* EXERCISE INPUT *

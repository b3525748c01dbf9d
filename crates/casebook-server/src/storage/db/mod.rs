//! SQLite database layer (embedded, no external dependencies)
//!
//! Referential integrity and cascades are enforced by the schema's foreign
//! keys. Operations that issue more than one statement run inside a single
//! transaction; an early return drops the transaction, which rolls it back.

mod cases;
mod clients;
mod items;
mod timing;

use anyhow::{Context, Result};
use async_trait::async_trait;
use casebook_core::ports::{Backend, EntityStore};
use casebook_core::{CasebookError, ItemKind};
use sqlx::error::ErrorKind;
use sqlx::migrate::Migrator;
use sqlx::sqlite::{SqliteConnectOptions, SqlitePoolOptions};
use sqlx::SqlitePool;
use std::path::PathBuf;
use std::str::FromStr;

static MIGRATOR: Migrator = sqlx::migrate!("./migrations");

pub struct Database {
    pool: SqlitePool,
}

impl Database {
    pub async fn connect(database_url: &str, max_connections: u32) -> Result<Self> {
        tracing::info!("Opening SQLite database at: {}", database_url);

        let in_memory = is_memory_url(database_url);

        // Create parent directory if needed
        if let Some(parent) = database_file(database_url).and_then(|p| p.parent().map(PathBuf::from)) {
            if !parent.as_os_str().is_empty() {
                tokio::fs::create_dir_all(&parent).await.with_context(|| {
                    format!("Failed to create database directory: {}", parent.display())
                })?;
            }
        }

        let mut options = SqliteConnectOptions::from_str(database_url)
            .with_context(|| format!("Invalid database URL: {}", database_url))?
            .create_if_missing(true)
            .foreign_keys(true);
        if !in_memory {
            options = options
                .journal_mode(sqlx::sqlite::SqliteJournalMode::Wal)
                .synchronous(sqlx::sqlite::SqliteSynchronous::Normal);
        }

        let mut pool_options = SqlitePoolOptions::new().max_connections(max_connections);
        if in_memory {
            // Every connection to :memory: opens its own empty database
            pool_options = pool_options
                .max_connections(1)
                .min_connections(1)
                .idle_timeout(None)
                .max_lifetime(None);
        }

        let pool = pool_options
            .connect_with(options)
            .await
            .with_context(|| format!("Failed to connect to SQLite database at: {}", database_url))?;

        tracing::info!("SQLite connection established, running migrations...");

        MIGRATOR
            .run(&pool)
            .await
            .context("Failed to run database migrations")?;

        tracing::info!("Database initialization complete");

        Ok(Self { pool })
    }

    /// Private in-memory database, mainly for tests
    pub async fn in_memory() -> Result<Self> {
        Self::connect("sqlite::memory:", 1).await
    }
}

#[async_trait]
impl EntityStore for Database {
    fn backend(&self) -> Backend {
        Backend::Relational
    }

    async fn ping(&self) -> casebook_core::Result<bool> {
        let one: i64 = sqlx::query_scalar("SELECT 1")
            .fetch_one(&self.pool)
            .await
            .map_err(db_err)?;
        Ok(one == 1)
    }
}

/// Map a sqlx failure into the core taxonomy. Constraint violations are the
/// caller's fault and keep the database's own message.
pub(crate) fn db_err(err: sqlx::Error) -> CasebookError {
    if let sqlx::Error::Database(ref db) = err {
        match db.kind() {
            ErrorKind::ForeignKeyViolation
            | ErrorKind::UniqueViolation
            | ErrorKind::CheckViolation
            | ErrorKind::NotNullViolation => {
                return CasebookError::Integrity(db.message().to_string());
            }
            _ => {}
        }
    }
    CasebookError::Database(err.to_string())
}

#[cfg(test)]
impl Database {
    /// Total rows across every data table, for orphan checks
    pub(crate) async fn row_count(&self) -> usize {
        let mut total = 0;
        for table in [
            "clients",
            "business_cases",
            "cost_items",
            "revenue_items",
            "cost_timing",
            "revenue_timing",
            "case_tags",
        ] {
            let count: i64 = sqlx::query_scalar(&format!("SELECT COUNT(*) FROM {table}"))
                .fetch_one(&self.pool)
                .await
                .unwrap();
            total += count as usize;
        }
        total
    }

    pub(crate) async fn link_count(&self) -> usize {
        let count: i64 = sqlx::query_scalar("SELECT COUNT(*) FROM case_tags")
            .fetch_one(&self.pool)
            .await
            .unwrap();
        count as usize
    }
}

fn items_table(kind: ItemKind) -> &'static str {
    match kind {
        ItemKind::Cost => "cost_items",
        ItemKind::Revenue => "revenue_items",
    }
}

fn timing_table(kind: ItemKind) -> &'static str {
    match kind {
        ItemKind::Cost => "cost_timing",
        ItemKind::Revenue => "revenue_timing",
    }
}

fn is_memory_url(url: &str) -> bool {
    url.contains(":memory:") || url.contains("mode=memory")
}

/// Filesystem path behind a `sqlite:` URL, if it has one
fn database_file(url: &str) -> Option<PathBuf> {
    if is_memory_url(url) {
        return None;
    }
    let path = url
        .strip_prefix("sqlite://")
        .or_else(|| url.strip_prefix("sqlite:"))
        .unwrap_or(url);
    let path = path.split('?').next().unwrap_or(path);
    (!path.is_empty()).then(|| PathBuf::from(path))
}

...

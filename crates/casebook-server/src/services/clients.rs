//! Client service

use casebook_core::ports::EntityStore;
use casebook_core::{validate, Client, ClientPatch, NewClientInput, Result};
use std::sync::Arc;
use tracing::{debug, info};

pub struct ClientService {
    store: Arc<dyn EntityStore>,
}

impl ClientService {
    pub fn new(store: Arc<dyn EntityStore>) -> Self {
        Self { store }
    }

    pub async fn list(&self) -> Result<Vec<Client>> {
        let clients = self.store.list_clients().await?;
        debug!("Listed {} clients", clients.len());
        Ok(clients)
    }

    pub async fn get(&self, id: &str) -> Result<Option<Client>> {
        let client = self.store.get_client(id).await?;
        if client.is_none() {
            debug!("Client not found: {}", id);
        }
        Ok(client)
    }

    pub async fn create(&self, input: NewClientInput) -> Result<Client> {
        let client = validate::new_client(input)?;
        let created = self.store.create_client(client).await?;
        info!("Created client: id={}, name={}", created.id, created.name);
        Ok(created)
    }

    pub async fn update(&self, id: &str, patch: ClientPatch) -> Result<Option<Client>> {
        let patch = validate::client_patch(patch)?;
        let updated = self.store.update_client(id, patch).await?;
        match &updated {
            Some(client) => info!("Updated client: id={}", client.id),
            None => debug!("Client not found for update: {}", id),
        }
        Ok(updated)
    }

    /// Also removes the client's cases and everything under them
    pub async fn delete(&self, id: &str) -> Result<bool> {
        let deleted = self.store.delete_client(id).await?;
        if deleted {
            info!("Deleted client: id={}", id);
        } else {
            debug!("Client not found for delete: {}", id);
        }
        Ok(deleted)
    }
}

==

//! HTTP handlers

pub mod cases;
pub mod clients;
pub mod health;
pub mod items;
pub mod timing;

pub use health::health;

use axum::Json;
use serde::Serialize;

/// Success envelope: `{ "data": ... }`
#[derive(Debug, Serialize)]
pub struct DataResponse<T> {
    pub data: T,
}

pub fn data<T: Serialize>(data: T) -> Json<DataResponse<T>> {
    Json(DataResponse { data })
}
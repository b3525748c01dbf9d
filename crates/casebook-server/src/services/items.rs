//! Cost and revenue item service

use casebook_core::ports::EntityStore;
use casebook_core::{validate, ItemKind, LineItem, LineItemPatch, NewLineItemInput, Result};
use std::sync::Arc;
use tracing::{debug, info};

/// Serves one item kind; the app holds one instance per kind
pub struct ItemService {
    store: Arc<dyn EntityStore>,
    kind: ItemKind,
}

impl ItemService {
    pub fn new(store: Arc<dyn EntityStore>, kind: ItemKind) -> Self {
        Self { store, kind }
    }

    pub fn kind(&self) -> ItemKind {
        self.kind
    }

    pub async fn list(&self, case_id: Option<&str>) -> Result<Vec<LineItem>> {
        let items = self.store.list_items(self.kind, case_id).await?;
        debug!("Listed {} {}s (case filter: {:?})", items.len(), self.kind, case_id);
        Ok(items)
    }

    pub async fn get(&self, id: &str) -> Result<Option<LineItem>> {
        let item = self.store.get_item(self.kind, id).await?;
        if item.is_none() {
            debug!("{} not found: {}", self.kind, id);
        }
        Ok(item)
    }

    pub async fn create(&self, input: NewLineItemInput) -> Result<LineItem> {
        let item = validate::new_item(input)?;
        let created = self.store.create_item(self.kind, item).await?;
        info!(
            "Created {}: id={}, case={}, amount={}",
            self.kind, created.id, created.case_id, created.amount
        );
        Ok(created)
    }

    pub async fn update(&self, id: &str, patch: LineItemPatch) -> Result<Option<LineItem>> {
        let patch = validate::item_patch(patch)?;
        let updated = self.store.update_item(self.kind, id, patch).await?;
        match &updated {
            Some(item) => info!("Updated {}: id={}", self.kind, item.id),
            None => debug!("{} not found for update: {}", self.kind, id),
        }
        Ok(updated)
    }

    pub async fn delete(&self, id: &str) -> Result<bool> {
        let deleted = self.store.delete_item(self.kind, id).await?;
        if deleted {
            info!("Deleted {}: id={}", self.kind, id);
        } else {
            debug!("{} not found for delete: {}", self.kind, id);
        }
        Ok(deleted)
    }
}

* ACTIVITY *
The answer must be every line of the records that holds the string "parent".

* RESPONSE *
        // Create parent directory if needed
        if let Some(parent) = database_file(database_url).and_then(|p| p.parent().map(PathBuf::from)) {
            if !parent.as_os_str().is_empty() {
                tokio::fs::create_dir_all(&parent).await.with_context(|| {
                    format!("Failed to create database directory: {}", parent.display())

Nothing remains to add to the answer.